The project, which will be located at 1301 Cesar Chavez Street along the Islais Creek, will replace the Kirkland Motor Coach Division, which after 50 years, the MTA says has become outdated and too small to adequately meet the SFMTA’s needs.
Gabancho outlined the project’s two phases:
Phase One consists of preparing and cleaning out the current site through demolition, excavation, dewatering, removal of damaged soil, irrigation and landscaping, and other methods. It also includes the construction of a parking lot for new hybrid motor coaches, a fuel/wash building to maintain these vehicles, and construction of an annex building with offices, restrooms, lockers, and a systems and electrical room. Lastly, this phase also includes the construction of Shoreline Park, as well as the installation of public art. This phase is estimated to cost around $42.5 million.
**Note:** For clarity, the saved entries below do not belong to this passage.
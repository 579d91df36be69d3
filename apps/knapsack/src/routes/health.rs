use axum::Json;
use serde_json::{json, Value};

/// GET /health
/// Returns a simple status object with service version.
pub async fn health_handler() -> Json<Value> {
    Json(json!({
        "status": "ok",
        "version": env!("CARGO_PKG_VERSION"),
        "service": "knapsack"
    }))
}
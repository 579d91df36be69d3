// Headless model of the solver page: form validation, the solve/results round
// trip, graph drawing, transient alerts, data generation and element toggles.
// All network access goes through the KnapsackApi trait.

pub mod alerts;
pub mod api;
pub mod errors;
pub mod page;
pub mod render;
pub mod report;
pub mod toggle;
pub mod validation;

pub use alerts::{Alert, AlertBoard, AlertKind};
pub use api::{HttpKnapsackApi, KnapsackApi};
pub use errors::ClientError;
pub use page::{KnapsackPage, SubmitOutcome};
pub use validation::FormInputs;

pub const GENERAL_ALERTS: &str = "general_alerts";
pub const WEIGHTS_ALERTS: &str = "weights_alerts";
pub const VALUES_ALERTS: &str = "values_alerts";
pub const CAPACITY_ALERTS: &str = "capacity_alerts";

pub const ALERT_REGIONS: [&str; 4] = [GENERAL_ALERTS, WEIGHTS_ALERTS, VALUES_ALERTS, CAPACITY_ALERTS];

pub const GRAPH_CONTAINER: &str = "graph";
pub const RESULTS_CONTAINER: &str = "results";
Phase Two consists of constructing a future maintenance and operations building. This phase of the project faces issues with funding availability, and many of the elements of this phase are still in the air. Because of lack of funds, the cost of this phase is uncertain, but is estimated to all between $25-30 million.
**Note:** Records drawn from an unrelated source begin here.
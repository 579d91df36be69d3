use std::time::Duration;

use anyhow::{Context, Result};

/// Server configuration loaded from environment variables.
#[derive(Debug, Clone)]
pub struct Config {
    pub host: String,
    pub port: u16,
    pub rust_log: String,
    /// Upper bound on decision-graph vertices for a single `/solve`.
    pub max_graph_nodes: usize,
    pub generate_min_items: usize,
    pub generate_max_items: usize,
}

impl Default for Config {
    fn default() -> Self {
        Config {
            host: "127.0.0.1".to_string(),
            port: 8080,
            rust_log: "info".to_string(),
            max_graph_nodes: 2000,
            generate_min_items: 3,
            generate_max_items: 6,
        }
    }
}

impl Config {
    pub fn from_env() -> Result<Self> {
        dotenvy::dotenv().ok(); // load .env if present; ignore if missing

        let defaults = Config::default();
        let config = Config {
            host: std::env::var("HOST").unwrap_or(defaults.host),
            port: parse_env("PORT", defaults.port)?,
            rust_log: std::env::var("RUST_LOG").unwrap_or(defaults.rust_log),
            max_graph_nodes: parse_env("MAX_GRAPH_NODES", defaults.max_graph_nodes)?,
            generate_min_items: parse_env("GENERATE_MIN_ITEMS", defaults.generate_min_items)?,
            generate_max_items: parse_env("GENERATE_MAX_ITEMS", defaults.generate_max_items)?,
        };

        if config.generate_min_items == 0 || config.generate_min_items > config.generate_max_items {
            anyhow::bail!(
                "GENERATE_MIN_ITEMS ({}) must be between 1 and GENERATE_MAX_ITEMS ({})",
                config.generate_min_items,
                config.generate_max_items
            );
        }

        Ok(config)
    }
}

/// Settings for the page model and its HTTP client.
#[derive(Debug, Clone)]
pub struct ClientConfig {
    pub base_url: String,
    /// How long a transient alert stays visible.
    pub alert_timeout: Duration,
}

impl Default for ClientConfig {
    fn default() -> Self {
        ClientConfig {
            base_url: "http://localhost:8080".to_string(),
            alert_timeout: Duration::from_millis(6000),
        }
    }
}

impl ClientConfig {
    pub fn from_env() -> Result<Self> {
        dotenvy::dotenv().ok();

        let defaults = ClientConfig::default();
        Ok(ClientConfig {
            base_url: std::env::var("KNAPSACK_URL").unwrap_or(defaults.base_url),
            alert_timeout: Duration::from_millis(parse_env(
                "ALERT_TIMEOUT_MS",
                defaults.alert_timeout.as_millis() as u64,
            )?),
        })
    }
}

fn parse_env<T>(key: &str, default: T) -> Result<T>
where
    T: std::str::FromStr,
    T::Err: std::error::Error + Send + Sync + 'static,
{
    match std::env::var(key) {
        Ok(raw) => raw
            .parse::<T>()
            .with_context(|| format!("Environment variable '{key}' has an invalid value '{raw}'")),
        Err(_) => Ok(default),
    }
}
It is estimated that 160 employees will be working at the facility. SFMTA is going through local workforce training program City Build to hire as many local employees as possible, they say.
The SFMTA says they’re fully aware that the construction of the Islais Creek Motor Facility will be a central part of the neighborhood. Because of this, they say they are committed to executing a “clean construction,” using state-of-the-art cleaning practices, while at the same time eliminating environmental harm. They also say that noise will be kept under control, along with dirt and dust that may gather at the construction site.
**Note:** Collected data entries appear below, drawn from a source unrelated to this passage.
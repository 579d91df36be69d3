//! Graph drawing surface.
//!
//! Holds what a network-drawing widget needs: the node and edge lists from
//! `/solve` and a fixed set of layout options. The node and edge objects are
//! passed through as-is.

use serde_json::{json, Value};

use crate::client::errors::ClientError;
use crate::client::toggle::Elements;
use crate::client::GRAPH_CONTAINER;

/// Directed left-to-right hierarchy, physics off, arrowheads on edges.
pub fn layout_options() -> Value {
    json!({
        "layout": {
            "hierarchical": {
                "enabled": true,
                "direction": "LR",
                "sortMethod": "directed"
            }
        },
        "physics": { "enabled": false },
        "edges": { "arrows": "to" }
    })
}

#[derive(Debug, Clone, Default)]
pub struct GraphView {
    nodes: Vec<Value>,
    edges: Vec<Value>,
    draws: u64,
}

impl GraphView {
    /// Replaces whatever was drawn before with `data` and reveals the graph
    /// container. On a malformed payload the previous drawing is kept.
    pub fn draw(&mut self, data: &Value, elements: &mut Elements) -> Result<(), ClientError> {
        let nodes = array_field(data, "nodes")?;
        let edges = array_field(data, "edges")?;

        self.nodes.clear();
        self.edges.clear();
        self.nodes.extend(nodes.iter().cloned());
        self.edges.extend(edges.iter().cloned());
        self.draws += 1;

        elements.reveal(GRAPH_CONTAINER);
        Ok(())
    }

    pub fn nodes(&self) -> &[Value] {
        &self.nodes
    }

    pub fn edges(&self) -> &[Value] {
        &self.edges
    }

    pub fn draw_count(&self) -> u64 {
        self.draws
    }

    /// The full widget input: `{nodes, edges, options}`.
    pub fn snapshot(&self) -> Value {
        json!({
            "nodes": self.nodes,
            "edges": self.edges,
            "options": layout_options(),
        })
    }
}

fn array_field<'a>(data: &'a Value, field: &str) -> Result<&'a Vec<Value>, ClientError> {
    data.get(field)
        .and_then(Value::as_array)
        .ok_or_else(|| ClientError::Render(format!("payload has no '{field}' array")))
}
Few community members were there, it seems, to challenge any of these claims: in a city where citizens are never afraid to share their public opinion, does lack of attendance at the three meetings mean neighbors are not interested in this project, or rather, have no opposition to it?
In a follow-up conversation with the Appeal, Gabancho made it clear that the meeting was well publicized: a mailer was sent out to all residents in a three-block radius from the construction site, a quarter-page ad was placed in the pages of the San Francisco Bayview newspaper, and letters on the project and meeting dates was sent to Supervisor Sophie Maxwell, to the Bayview Hunters Point Project Area Committee, to the Our Children’s Earth environmental advocacy group, and to the Bayview Hunters Point Community Advocates.
At Wednesday’s meeting, Gabancho says that in a previous meeting, a single resident concerned about environmental justice attended the meeting with a checklist of things the SFMTA should be doing to conserve the environment during this construction. Gabancho says the SFMTA met every item on the checklist.
In fact, Gabancho says part of the project involves cleaning up the shoreline along the Islais Creek and restoring its wetland area to allow colonization for native plants and animals.
Gabancho also noted that since the area is largely commercial/industrial, there are fewer residents who might have concerns, in the first place. “I did have one business owner, who couldn’t come to any meetings, call. I’m going to go out to him to go over the presentation” Gabancho said.
Perhaps residents have no questions regarding this construction, or simply don’t care. Perhaps San Francisco residents could care less about a construction project in the Bayview, or lack interest in this large construction project because it’s in a low-income district. Or, perhaps they are confident that this project will put the SFMTA in the right direction and will bring many positive things to the neighborhood.
In Gabancho’s experience, he says, meetings about changes in Muni service — issues that people feel would impact their daily lives — typically have a greater turnout than others. “If they were going to build a rail line in front of your house, you’d probably go to the meeting, but if the MTA was going to build in a vacant lot two blocks from your house, you might not be as inclined to interrupt your life to go.”